Avoiding Plagiarism by Citing Sources Correctly
When a person produces evidence of intellectual property, whether it
be a book, article, report, or even programming source code, that intellectual
property is owned by the author.
Copyright laws exist to protect the ownership of any original
body of work, and assume that the author has the exclusive rights to
his or her work.
What are exclusive rights? This means that the author decides
who can reproduce and who can re-distribute the work. It is your obligation
to make sure that you adhere to the concepts and laws of copyright by
using information responsibly.
When you write a research paper, you consult the works of
many other writers. You must always credit information gathered from other sources.
What kinds of sources should be credited?
Who should be credited?
- Information and ideas
- Paragraphs, sentences and distinct phrases
- Statistics, research, lab results, artwork, graphics, etc.
Always give credit to the sources you've consulted by creating parenthetical references to them in your own writing
and by creating a list of Works Cited.
- Published writers of books, articles
- Internet sources
- Personal or recorded interviews
- Information gathered from other students at SRJC or elsewhere
The plagiarism tutorial at SRJC's Online Writing Center (OWL) offers excellent information about this week's topic. Click on the link below:
...to read through their material, which works in conjunction with our class material.
The SRJC OWL's tutorial about working with sources offers additional in-depth information about quoting and paraphrasing. Click on the link below
to read through it.
Finally, the Central Piedmont Community College Library
has created an interactive tutorial to help students
understand the basics of citations and plagiarism. The tutorial
takes a few minutes to complete, and requires the Flash player. Please link to the
tutorial by clicking on this web address:
Parenthetical references are the writer's way of acknowledging those
places in his or her paper where the work of another person was incorporated.
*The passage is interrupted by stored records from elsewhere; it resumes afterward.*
//! An inverted index mapping (key, value) pairs to the record positions where
//! they occur.
//!
//! [Index] routes each insert or lookup to a per-key
//! [ValueIndex](crate::values::ValueIndex) instance, created lazily on the
//! first insert for that key. Removal fans out: a single call evicts a
//! position from every key's structure and reports whether any of them
//! contained it. Lookups are exact-match and yield positions in insertion
//! order.
//!
//! # Warning
//!
//! Positions are opaque: the index never renumbers them. If the caller
//! compacts or reorders its backing storage, the affected positions must be
//! removed and re-inserted by the caller, or lookups will point at stale
//! slots.
//!
//! # Example
//!
//! ```rust
//! use commonware_runtime::deterministic;
//! use field_index::{index::Index, values::ValueMap};
//!
//! let context = deterministic::Context::default();
//! let mut index: Index<ValueMap<&str, usize>> = Index::init(context);
//!
//! index.insert("first_name", "amy", 1);
//! index.insert("first_name", "amy", 5);
//! index.insert("last_name", "smith", 1);
//!
//! let amy: Vec<_> = index.get("first_name", &"amy").copied().collect();
//! assert_eq!(amy, vec![1, 5]);
//!
//! // Evict record 5 from every key in one call.
//! assert!(index.remove(&5));
//! let amy: Vec<_> = index.get("first_name", &"amy").copied().collect();
//! assert_eq!(amy, vec![1]);
//! ```

mod storage;
pub use storage::Index;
Use parenthetical references in the text of your document to point to
a specific information source. For example:
Medieval Europe was a place both of "raids, pillages, slavery,
and extortion" and of "traveling merchants, monetary exchange,
towns if not cities, and active markets in grain" (Townsend
(Townsend 10) tells the reader that the quotes used in that example
came from page 10 of an information source by Townsend. In order to be
sure that the reader can find the entire source, you must also include
the full bibliographic citation in your Works Cited or Bibliography. The
bibliographic citation would look like this:
Townsend, Robert M. The Medieval Village Economy. Princeton:
Princeton UP, 1993.
The parenthetical references in a paper work in tandem with the List
of Works Cited. Having one does not negate or supplant use of the other.
MLA takes a very clean approach to using parenthetical references, with
the following guidelines for format:
Example 1. Author's name in reference: This point has already
been argued (Tannen 178-85).
Example 2. Author's name in text: Tannen has argued this point
Examples taken from:
Gibaldi, Joseph. MLA Manual and Guide to Scholarly Publishing.
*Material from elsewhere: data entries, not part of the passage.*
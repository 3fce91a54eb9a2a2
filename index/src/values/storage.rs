use super::ValueIndex;
use std::{
    collections::{hash_map::Entry, HashMap},
    hash::Hash,
};

/// Each value is mapped to a `Record` that chains the positions where that
/// value occurs, in insertion order.
///
/// We avoid using a `Vec` to store positions because the common case (a
/// selective value occurring at a single position) would require an additional
/// 24 bytes of memory for each bucket (the `len`, `capacity`, and `ptr`
/// fields). The first position is stored directly in the map entry to avoid
/// indirection (heap jumping) in that case.
struct Record<P: Eq> {
    position: P,
    next: Option<Box<Record<P>>>,
}

/// An iterator over the positions chained off a single value's bucket.
struct Positions<'a, P: Eq> {
    current: Option<&'a Record<P>>,
}

impl<'a, P: Eq> Positions<'a, P> {
    fn new(record: &'a Record<P>) -> Self {
        Self {
            current: Some(record),
        }
    }
}

impl<'a, P: Eq> Iterator for Positions<'a, P> {
    type Item = &'a P;

    fn next(&mut self) -> Option<Self::Item> {
        self.current.map(|record| {
            let position = &record.position;
            self.current = record.next.as_deref();
            position
        })
    }
}

/// The default per-key value index: a map from value to a deduplicated,
/// insertion-ordered chain of positions.
///
/// Buckets drained by [ValueIndex::remove] are dropped; a later insert for the
/// same value starts a fresh bucket. This is unobservable through the
/// contract.
pub struct ValueMap<V: Eq + Hash, P: Eq + Copy> {
    map: HashMap<V, Record<P>>,
    items: usize,
}

impl<V: Eq + Hash, P: Eq + Copy> Default for ValueMap<V, P> {
    fn default() -> Self {
        Self {
            map: HashMap::new(),
            items: 0,
        }
    }
}

impl<V: Eq + Hash, P: Eq + Copy> ValueIndex for ValueMap<V, P> {
    type Value = V;
    type Position = P;

    fn insert(&mut self, value: V, position: P) -> bool {
        match self.map.entry(value) {
            Entry::Vacant(entry) => {
                entry.insert(Record {
                    position,
                    next: None,
                });
            }
            Entry::Occupied(entry) => {
                let record = entry.into_mut();
                if record.position == position {
                    return false;
                }

                // Walk to the tail, bailing if the position is already
                // chained, then append to keep insertion order.
                let mut next = &mut record.next;
                while let Some(node) = next {
                    if node.position == position {
                        return false;
                    }
                    next = &mut node.next;
                }
                *next = Some(Box::new(Record {
                    position,
                    next: None,
                }));
            }
        }
        self.items += 1;
        true
    }

    fn get<'a>(&'a self, value: &'a V) -> impl Iterator<Item = &'a P> + 'a
    where
        P: 'a,
    {
        self.map
            .get(value)
            .map(Positions::new)
            .into_iter()
            .flatten()
    }

    fn remove(&mut self, position: &P) -> bool {
        let mut removed = 0;
        self.map.retain(|_, record| {
            if record.position == *position {
                removed += 1;
                // Promote the next record into the inline slot, or drop the
                // bucket if this was the only position.
                return match record.next.take() {
                    Some(next) => {
                        *record = *next;
                        true
                    }
                    None => false,
                };
            }

            // Insertion dedup guarantees at most one hit per bucket.
            let mut next = &mut record.next;
            loop {
                let hit = match next.as_deref() {
                    Some(node) => node.position == *position,
                    None => break,
                };
                if hit {
                    let node = next.take().unwrap();
                    *next = node.next;
                    removed += 1;
                    break;
                }
                next = &mut next.as_mut().unwrap().next;
            }
            true
        });
        self.items -= removed;
        removed > 0
    }

    fn items(&self) -> usize {
        self.items
    }
}

impl<V: Eq + Hash, P: Eq + Copy> Drop for ValueMap<V, P> {
    /// To avoid stack overflow on values with long position chains, we
    /// implement an iterative drop (in lieu of Rust's default recursive drop).
    fn drop(&mut self) {
        for (_, mut record) in self.map.drain() {
            let mut next = record.next.take();
            while let Some(mut record) = next {
                next = record.next.take();
            }
        }
    }
}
6th ed. New York: The Modern Language Association of America, 2003.
Plagiarism is the act of taking another person's ideas, writings or inventions
and using them without giving proper credit to the originator .When writing
a research paper, this translates to using the writings of the author
without quoting the words taken and without including bibliographic references
to the original work.
Always give the appropriate acknowlegement to the originator for his
or her thoughts and ideas.This means giving credit to the author when
you use any kind of information from another source. This information
- an opinion from the editiorial page of a newspaper
- statistics from a government handbook
- facts from an encyclopedia
- comments by someone in an interview
Sometimes, plagiarism is not intentional. Develop thorough note taking
habits when you are conducting your research so that you do not fall into
the trap of using information without crediting its source.
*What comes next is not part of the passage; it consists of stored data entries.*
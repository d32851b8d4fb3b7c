//! Priority bucket classification against configured thresholds.
//!
//! Buckets are half-open intervals `[min, max)` built from descending cut
//! points; the top tier is unbounded above. Cut points come from trusted
//! configuration and are not validated: a score below every tier simply
//! lands in no counted bucket.

use serde::Serialize;

use crate::config::RiskThresholds;
use crate::models::vulnerability::Vulnerability;
use crate::models::workload::Workload;

/// One named priority tier covering `[min_threshold, max_threshold)`.
#[derive(Debug, Clone, Serialize, PartialEq)]
#[serde(rename_all = "camelCase")]
pub struct Bucket {
    pub name: String,
    pub min_threshold: f64,
    pub max_threshold: f64,
}

impl Bucket {
    pub fn contains(&self, score: f64) -> bool {
        score >= self.min_threshold && score < self.max_threshold
    }
}

/// Ordered, contiguous priority tiers for one dashboard view.
#[derive(Debug, Clone)]
pub struct BucketSet {
    buckets: Vec<Bucket>,
}

impl BucketSet {
    /// Build contiguous tiers from descending cut points.
    ///
    /// The first tier is unbounded above; each following tier ends where the
    /// previous one starts.
    pub fn from_cut_points(cut_points: &[(&str, f64)]) -> Self {
        let mut buckets = Vec::with_capacity(cut_points.len());
        let mut upper = f64::INFINITY;
        for (name, min) in cut_points {
            buckets.push(Bucket {
                name: (*name).to_string(),
                min_threshold: *min,
                max_threshold: upper,
            });
            upper = *min;
        }
        Self { buckets }
    }

    pub fn buckets(&self) -> &[Bucket] {
        &self.buckets
    }

    /// The bucket a score falls into, if any.
    pub fn classify(&self, score: f64) -> Option<&Bucket> {
        self.buckets.iter().find(|bucket| bucket.contains(score))
    }

    /// Per-bucket tallies for a dashboard summary row.
    pub fn counts<I>(&self, scores: I) -> Vec<BucketCount>
    where
        I: IntoIterator<Item = f64>,
    {
        let mut counts: Vec<BucketCount> = self
            .buckets
            .iter()
            .map(|bucket| BucketCount {
                name: bucket.name.clone(),
                count: 0,
            })
            .collect();
        for score in scores {
            if let Some(idx) = self.buckets.iter().position(|bucket| bucket.contains(score)) {
                counts[idx].count += 1;
            }
        }
        counts
    }

    /// Members of exactly one bucket, for a focused remediation view.
    pub fn filter_vulnerabilities<'a>(
        &self,
        bucket_name: &str,
        vulns: &'a [Vulnerability],
    ) -> Vec<&'a Vulnerability> {
        match self.buckets.iter().find(|bucket| bucket.name == bucket_name) {
            Some(bucket) => vulns
                .iter()
                .filter(|vuln| bucket.contains(vuln.risk_score))
                .collect(),
            None => Vec::new(),
        }
    }
}

/// Count of scored vulnerabilities in one bucket.
#[derive(Debug, Clone, Serialize, PartialEq)]
pub struct BucketCount {
    pub name: String,
    pub count: u64,
}

/// Vulnerability counts across the four fixed dashboard tiers.
#[derive(Debug, Clone, Copy, Default, Serialize, PartialEq, Eq)]
#[serde(rename_all = "camelCase")]
pub struct TierCounts {
    pub high: u64,
    pub medium: u64,
    pub low: u64,
    pub very_low: u64,
}

impl TierCounts {
    /// Classify every score against the configured cut points in one pass.
    pub fn tally<I>(scores: I, thresholds: &RiskThresholds) -> Self
    where
        I: IntoIterator<Item = f64>,
    {
        let mut counts = Self::default();
        for score in scores {
            if score >= thresholds.high {
                counts.high += 1;
            } else if score >= thresholds.medium {
                counts.medium += 1;
            } else if score >= thresholds.low {
                counts.low += 1;
            } else {
                counts.very_low += 1;
            }
        }
        counts
    }

    /// Sum with another workload's counts.
    pub fn merge(&self, other: &Self) -> Self {
        Self {
            high: self.high + other.high,
            medium: self.medium + other.medium,
            low: self.low + other.low,
            very_low: self.very_low + other.very_low,
        }
    }

    pub fn total(&self) -> u64 {
        self.high + self.medium + self.low + self.very_low
    }
}

/// Aggregate tier counts for one team, for the leader view.
#[derive(Debug, Clone, Serialize, PartialEq)]
#[serde(rename_all = "camelCase")]
pub struct TeamRiskSummary {
    pub team: String,
    pub tiers: TierCounts,
}

/// Per-team tier counts over a list of workloads, teams in first-seen order.
pub fn summarize_teams<'a, W, I>(workloads: I, thresholds: &RiskThresholds) -> Vec<TeamRiskSummary>
where
    W: Workload + 'a,
    I: IntoIterator<Item = &'a W>,
{
    let mut summaries: Vec<TeamRiskSummary> = Vec::new();
    for workload in workloads {
        let tiers = TierCounts::tally(
            workload.vulnerabilities().iter().map(|vuln| vuln.risk_score),
            thresholds,
        );
        match summaries
            .iter_mut()
            .find(|summary| summary.team == workload.team())
        {
            Some(summary) => summary.tiers = summary.tiers.merge(&tiers),
            None => summaries.push(TeamRiskSummary {
                team: workload.team().to_string(),
                tiers,
            }),
        }
    }
    summaries
}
When you paraphrase, you read and digest the ideas of the author, and
then explain them in your own language.
Paraphrasing is the process of putting an author's writing into your
own words. This is more than simply changing one or two words here and
there. Paraphrasing requires you to read the original work, and then to
restate a summary of that original work using your own writing style.
Some Tips for Paraphrasing
- Be careful to use your own words when you paraphrase.
Paraphrase accurately - don't distort the author's ideas or insert
your own. Your comments and analysis can follow the paraphrase.
- Credit the author and source when discussing his or her
- Wording, sentence structure, and the order of ideas should change.
Tweaking a few words is not paraphrasing.
How to Paraphrase
Read the passage several times if you don't understand it at first.
It is normal to not immediately grasp every concept presented to
you when studying a new topic. Re-reading information helps to fully
absorb its meaning.
Identify the important elements of information.Try underlining
them or using whatever methodology helps you to pull out the key points
Restate the information to yourself, orally, as if telling a
friend what you have just read. Then try writing down your restated
information. Remember to change the order of the points presented by
the author and change the wording to reflect your own writing style.
It is perfectly acceptable to use synonyms, or different words as long
as you don't change the meaning of the original passage.